The growing role of fighting robots on the ground in Ukraine -DellyRanks

Since Russia’s full-scale invasion of Ukraine began in 2022, drones have shaped the fighting. Both sides pummel the enemy with cheap kamikaze models and use long-range craft to strike targets far from the front lines. In the Black Sea Ukrainian naval drones have helped to inflict serious damage on Russia’s fleet. But so far, ground robots have featured little in the conflict. Is that about to change?

Military robots operated by remote control are known as Uncrewed Ground Vehicles (UGVs). The earliest model was the Soviet Teletank, used during the invasion of Finland from 1939. The Russians fitted obsolete light tanks with crude radio-controlled steering and flamethrowers to attack fortifications. The tanks had no camera, so an operator had to be positioned nearby. The technology proved unreliable and the experiment was soon abandoned.

But armed forces did not give up on the idea. Since the 1970s UGVs have been used for bomb disposal. Building a remotely operated fighting machine, however, has proved difficult. Navigation is a problem. Today’s drones can easily steer themselves, but on the ground automated driving is still hard, even on well-marked roads: machines often struggle to interpret simple obstacles such as potholes. This means that if UGVs lose contact with an operator they can get lost or stuck, leaving them vulnerable to attack. Russia deployed a small robotic tank, Uran-9, in Syria, reportedly in 2017—but it suffered communication problems, and has not been seen since.

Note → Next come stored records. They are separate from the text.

//! # Request Pipelines
//!
//! One function per endpoint: validate → build query → execute → shape.
//! Each runs against a session the caller opened and closes afterwards.

use serde_json::Value;

use crate::catalog::{geometry_column, list_columns, require_table, resolve_column, resolve_table, validate_identifier};
use crate::config::LayerRegistry;
use crate::errors::{ApiError, ApiResult};
use crate::query::{DateRange, DistinctQuery, FeatureCollection, FeatureFilter, FeatureQuery, Page};
use crate::store::{ColumnDescriptor, SpatialSession};

use super::parser::{DistrictParams, FilterParams};

/// All tables in the spatial-metadata catalog.
pub async fn list_layers<S: SpatialSession>(session: &mut S) -> ApiResult<Vec<String>> {
    let layers = session.list_layers().await?;
    tracing::info!(count = layers.len(), "fetched layers");
    Ok(layers)
}

/// Distinct non-null `state` values across the configured state sources.
///
/// Configured tables missing from the catalog are skipped.
pub async fn list_states<S: SpatialSession>(
    session: &mut S,
    registry: &LayerRegistry,
) -> ApiResult<Vec<String>> {
    let mut sources = Vec::new();
    for name in registry.state_sources() {
        match resolve_table(session, name).await? {
            Some(table) => sources.push(table),
            None => tracing::warn!(table = %name, "configured state layer not in geometry_columns"),
        }
    }

    let states = session.distinct_values(&DistinctQuery::states(sources)).await?;
    tracing::info!(count = states.len(), "fetched states");
    Ok(states)
}

/// Distinct non-null `district` values across the requested layers.
///
/// Layers that are not in the catalog are skipped; if none remain the
/// result is empty.
pub async fn list_districts<S: SpatialSession>(
    session: &mut S,
    params: &DistrictParams,
) -> ApiResult<Vec<String>> {
    let mut sources = Vec::new();
    for name in &params.layers {
        if let Some(table) = resolve_table(session, name).await? {
            sources.push(table);
        }
    }
    if sources.is_empty() {
        return Ok(Vec::new());
    }

    let districts = session
        .distinct_values(&DistinctQuery::districts(sources, params.state.clone()))
        .await?;
    tracing::info!(
        layers = ?params.layers,
        state = ?params.state,
        count = districts.len(),
        "fetched districts"
    );
    Ok(districts)
}

/// A page of `table` as a FeatureCollection.
pub async fn get_features<S: SpatialSession>(
    session: &mut S,
    table: &str,
    page: Page,
) -> ApiResult<Value> {
    let query = feature_query(session, table, page).await?;
    let collection = session.feature_collection(&query).await?;
    Ok(collection.unwrap_or_else(|| FeatureCollection::empty().to_value()))
}

/// A page of `table` restricted to a date range and optional state/district.
pub async fn filter_features<S: SpatialSession>(
    session: &mut S,
    table: &str,
    registry: &LayerRegistry,
    params: &FilterParams,
) -> ApiResult<Value> {
    let query = feature_query(session, table, params.page).await?;

    let date_column = registry.date_column(query.table.name()).ok_or_else(|| {
        ApiError::InvalidArgument(format!("No date column defined for table '{}'", table))
    })?;
    let date_column = resolve_column(session, &query.table, date_column)
        .await?
        .ok_or_else(|| {
            ApiError::InvalidArgument(format!("Table '{}' has no {} column", table, date_column))
        })?;

    let query = query.with_filter(FeatureFilter {
        date_range: DateRange {
            column: date_column,
            start: params.start_date.clone(),
            end: params.end_date.clone(),
        },
        state: params.state.clone(),
        district: params.district.clone(),
    });
    let collection = session.feature_collection(&query).await?;
    Ok(collection.unwrap_or_else(|| FeatureCollection::empty().to_value()))
}

/// `{name, type}` of every non-geometry column.
///
/// An unknown table and a geometry-only table are both `NotFound`.
pub async fn get_columns<S: SpatialSession>(
    session: &mut S,
    table: &str,
) -> ApiResult<Vec<ColumnDescriptor>> {
    let table = validate_identifier(table)?;
    let columns = session.describe_columns(table).await?;
    if columns.is_empty() {
        return Err(ApiError::NotFound(format!(
            "Table '{}' not found or has no attributes",
            table
        )));
    }
    Ok(columns)
}

async fn feature_query<S: SpatialSession>(
    session: &mut S,
    table: &str,
    page: Page,
) -> ApiResult<FeatureQuery> {
    let table = require_table(session, table).await?;
    let geometry = geometry_column(session, &table).await?;
    let columns = list_columns(session, &table).await?;
    Ok(FeatureQuery::new(table, geometry, columns, page))
}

Most UGVs are expensive. The United Arab Emirates recently bought 60 such robots from Milrem Robotics, an Estonian firm, reportedly for more than €100m ($107m). The Russian military’s most advanced ground robot—Marker, a vehicle the size of an SUV that uses sophisticated artificial intelligence to operate autonomously—would be too costly to make in large numbers. In Ukraine both sides have used simpler models, mainly in support roles, such as transporting supplies, mine-laying and demining.

But that is starting to change. In March Russia carried out an attack on a Ukrainian defensive position with what appeared to be three Couriers, small, tracked robots armed with automatic grenade-launchers. Recent videos show Ukrainian UGVs attacking bridges and positions in Russian-held territory, either by placing an explosive charge and withdrawing or in a kamikaze attack.

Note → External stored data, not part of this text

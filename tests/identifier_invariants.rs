//! Identifier Invariant Tests
//!
//! Table and column names reach SQL text only after passing the syntactic
//! check and being found in the catalog.

use geoportal::catalog::{
    geometry_column, is_safe_identifier, list_columns, require_table, resolve_column,
    resolve_table, validate_identifier,
};
use geoportal::errors::ApiError;
use geoportal::query::{FeatureQuery, Page};
use geoportal::store::{ConnectionProvider, MemoryCatalog, MemoryProvider, MemoryTable, SpatialSession};

const HOSTILE_NAMES: &[&str] = &[
    "",
    "neinput;DROP TABLE neinput",
    "neinput--",
    "\"neinput\"",
    "public.neinput",
    "neinput'",
    "neinput\n",
    "ne/input",
    "neïnput",
];

fn provider() -> MemoryProvider {
    MemoryProvider::new(
        MemoryCatalog::new("public", "geom")
            .with_table(
                "neinput",
                MemoryTable::new().column("id", "integer").column("state", "text"),
            )
            .with_table(
                "Patrol Routes",
                MemoryTable::new().column("route name", "text"),
            ),
    )
}

#[test]
fn test_hostile_names_rejected() {
    for name in HOSTILE_NAMES {
        assert!(!is_safe_identifier(name), "accepted {:?}", name);
        let err = validate_identifier(name).unwrap_err();
        assert!(matches!(err, ApiError::InvalidArgument(_)));
        assert_eq!(err.to_string(), "Invalid table name");
    }
}

#[test]
fn test_spaces_digits_underscores_accepted() {
    for name in ["neinput", "Patrol Routes", "layer_2024", "42"] {
        assert_eq!(validate_identifier(name).unwrap(), name);
    }
}

#[tokio::test]
async fn test_hostile_names_never_resolve() {
    let provider = provider();
    let mut session = provider.connect().await.unwrap();

    for name in HOSTILE_NAMES {
        let err = resolve_table(&mut session, name).await.unwrap_err();
        assert!(matches!(err, ApiError::InvalidArgument(_)));
    }

    session.close().await;
}

#[tokio::test]
async fn test_safe_but_unknown_names_do_not_resolve() {
    let provider = provider();
    let mut session = provider.connect().await.unwrap();

    assert!(resolve_table(&mut session, "jkinput").await.unwrap().is_none());
    let err = require_table(&mut session, "jkinput").await.unwrap_err();
    assert_eq!(err.to_string(), "Table 'jkinput' not found");

    let table = require_table(&mut session, "neinput").await.unwrap();
    assert!(resolve_column(&mut session, &table, "missiondate")
        .await
        .unwrap()
        .is_none());

    session.close().await;
}

#[tokio::test]
async fn test_resolved_names_are_quoted_into_sql() {
    let provider = provider();
    let mut session = provider.connect().await.unwrap();

    let table = require_table(&mut session, "Patrol Routes").await.unwrap();
    let geometry = geometry_column(&mut session, &table).await.unwrap();
    let columns = list_columns(&mut session, &table).await.unwrap();
    session.close().await;

    let sql = FeatureQuery::new(table, geometry, columns, Page::default()).to_sql();
    assert!(sql.sql.contains("FROM \"public\".\"Patrol Routes\""));
    assert!(sql.sql.contains("'route name', t.\"route name\""));
    assert!(!sql.sql.contains("ORDER BY"));
}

Both sides seem to be emulating the DIY approach that allowed them to quickly design and make cheap attack drones. Russia’s Couriers are built by volunteers. In March United24, an organisation set up by Ukraine’s government to raise funds for the war, announced that it was putting fighter UGVs into mass production. It is funding the production of hundreds of models, including fighters, designed by various civilian groups. One, the Ratel S, resembles a camouflaged remote-control car with explosives strapped to the top. Another, the Death Scythe, is a weapon turret operated remotely with a video-game controller. Using commercial components makes production cheap: some of the Ukrainian machines cost as little as $900.

That means they could be fielded in large numbers, much like the drones buzzing overhead. Ukraine hopes these UGVs will help it to counter the numerical superiority of Russian forces. And although Russia has a huge advantage in troop numbers, it too wants to limit its casualties. In a long war of attrition, substituting expendable fighting machines for irreplaceable humans could be a winning strategy.